Now, after changing my estimative for the amount of oxygen demanded by guppies for respiration, the total dissolved oxygen demand on feed basis was calculated as 44% that is the average between Losordo and Hobbs (2000) maximum estimative (50%) and Ebeling (no date) estimative (40%).

 

Further References.

Ebeling, J. M. No date. Biofiltration. AES Workshop: Intensive Fin-Fish Systems and Technologies. p 47-56.

EPA (US Environmental Protection Agency). 1975. Process design manual for nitrogen control. US Environmental Protection Agency, Office of Technology Transfer, Washington, DC.
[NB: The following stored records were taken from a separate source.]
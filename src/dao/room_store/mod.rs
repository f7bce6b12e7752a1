pub mod memory;
#[cfg(feature = "mongo-store")]
pub mod mongodb;

use futures::future::BoxFuture;
use uuid::Uuid;

use crate::{
    dao::{
        models::{
            AnswerEntity, DeckEntity, ParticipantEntity, QuestionEntity, ReactionEntity,
            RoomEntity, RoundEntity,
        },
        storage::StorageResult,
    },
    state::clock::TimestampMs,
};

/// Result of a conditional room write.
#[derive(Debug, Clone, Copy, PartialEq, Eq)]
pub enum WriteOutcome {
    /// The stored version matched and the row was replaced.
    Applied,
    /// Another writer got there first.
    Conflict,
}

/// Result of recording an answer.
#[derive(Debug, Clone, PartialEq)]
pub enum AnswerInsert {
    /// The answer was stored together with the participant update.
    Inserted,
    /// An answer already existed for this participant and round; nothing changed.
    Duplicate(AnswerEntity),
}

/// Abstraction over the persistence layer for rooms and their child rows.
pub trait RoomStore: Send + Sync {
    /// Insert a new room. Returns `false` if its code is already taken.
    fn insert_room(&self, room: RoomEntity) -> BoxFuture<'static, StorageResult<bool>>;
    fn find_room(&self, id: Uuid) -> BoxFuture<'static, StorageResult<Option<RoomEntity>>>;
    fn find_room_by_code(
        &self,
        code: String,
    ) -> BoxFuture<'static, StorageResult<Option<RoomEntity>>>;
    /// Replace the room only if the stored version equals `expected_version`.
    fn compare_and_swap_room(
        &self,
        room: RoomEntity,
        expected_version: u64,
    ) -> BoxFuture<'static, StorageResult<WriteOutcome>>;
    /// Lobby rooms whose `expires_at` is before `now`.
    fn list_expired_lobbies(
        &self,
        now: TimestampMs,
    ) -> BoxFuture<'static, StorageResult<Vec<RoomEntity>>>;
    /// Delete a room with all of its participants, rounds, answers and reactions.
    fn delete_room(&self, id: Uuid) -> BoxFuture<'static, StorageResult<()>>;
    /// Rooms carrying a phase deadline or a pending action.
    fn list_rooms_with_deadlines(&self) -> BoxFuture<'static, StorageResult<Vec<RoomEntity>>>;

    fn save_participant(&self, participant: ParticipantEntity)
    -> BoxFuture<'static, StorageResult<()>>;
    fn save_participants(
        &self,
        participants: Vec<ParticipantEntity>,
    ) -> BoxFuture<'static, StorageResult<()>>;
    fn find_participant(
        &self,
        room_id: Uuid,
        participant_id: Uuid,
    ) -> BoxFuture<'static, StorageResult<Option<ParticipantEntity>>>;
    fn find_participant_by_identity(
        &self,
        room_id: Uuid,
        identity: String,
    ) -> BoxFuture<'static, StorageResult<Option<ParticipantEntity>>>;
    /// All participants of a room, removed ones included, in join order.
    fn list_participants(
        &self,
        room_id: Uuid,
    ) -> BoxFuture<'static, StorageResult<Vec<ParticipantEntity>>>;

    /// Replace every round of a room.
    fn replace_rounds(
        &self,
        room_id: Uuid,
        rounds: Vec<RoundEntity>,
    ) -> BoxFuture<'static, StorageResult<()>>;
    fn find_round(
        &self,
        room_id: Uuid,
        index: usize,
    ) -> BoxFuture<'static, StorageResult<Option<RoundEntity>>>;
    fn save_round(&self, round: RoundEntity) -> BoxFuture<'static, StorageResult<()>>;

    fn find_answer(
        &self,
        room_id: Uuid,
        round_index: usize,
        participant_id: Uuid,
    ) -> BoxFuture<'static, StorageResult<Option<AnswerEntity>>>;
    fn list_answers(
        &self,
        room_id: Uuid,
        round_index: usize,
    ) -> BoxFuture<'static, StorageResult<Vec<AnswerEntity>>>;
    /// Insert the answer if none exists for its `(room, round, participant)`
    /// and store the updated participant alongside it.
    fn record_answer(
        &self,
        answer: AnswerEntity,
        participant: ParticipantEntity,
    ) -> BoxFuture<'static, StorageResult<AnswerInsert>>;
    fn delete_answers(&self, room_id: Uuid) -> BoxFuture<'static, StorageResult<()>>;

    fn insert_reaction(&self, reaction: ReactionEntity) -> BoxFuture<'static, StorageResult<()>>;
    fn latest_reaction(
        &self,
        room_id: Uuid,
        participant_id: Uuid,
    ) -> BoxFuture<'static, StorageResult<Option<ReactionEntity>>>;

    /// Store a deck together with its questions.
    fn save_deck(
        &self,
        deck: DeckEntity,
        questions: Vec<QuestionEntity>,
    ) -> BoxFuture<'static, StorageResult<()>>;
    fn find_deck(&self, id: Uuid) -> BoxFuture<'static, StorageResult<Option<DeckEntity>>>;
    fn list_decks(&self) -> BoxFuture<'static, StorageResult<Vec<DeckEntity>>>;
    fn find_question(&self, id: Uuid)
    -> BoxFuture<'static, StorageResult<Option<QuestionEntity>>>;

    fn health_check(&self) -> BoxFuture<'static, StorageResult<()>>;
    fn try_reconnect(&self) -> BoxFuture<'static, StorageResult<()>>;
}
Hochheimer, J. N. and F. W. Wheaton. No date. Biological filters: Trickling and RBC design. p 291-318.

Itzkovich, J. 2002. Guppy culture thrives in Israel. Infofish International 4/2002:45-47.

Narayanan, M. and Ramachandran, S. 2001. Respiratory metabolism as a function of oxygen tension in different life stages of Poecilia reticulata. Aquacult 2(2):147-152.  

Shim, K. F. and J. R. Bajrai. 1982. Growth rates and food conversion in young guppy (Poecilia reticulata Peters) fed on natural and artificial foods. Singapore Journal of  Primary  Industries 10(1):26-38.

Summerfelt, S. T. and M. J. Sharrer. 2004. Design implication of carbon dioxide production within biofilters contained in recirculating salmonid culture systems. Aquacultural Engineering (in press) .

Tamaru, C. S., H. Ako and H. Pagurigan. 1998. Growth of guppies, Poecilia reticulata,
using various commercial feeds. Makai May 1998. p 3.

Teo, L. H. and T. W. Chen. 1993. A study of metabolic rates of Poecilia reticulata Peters under different conditions. Aquaculture and Fisheries Management 24:109-117.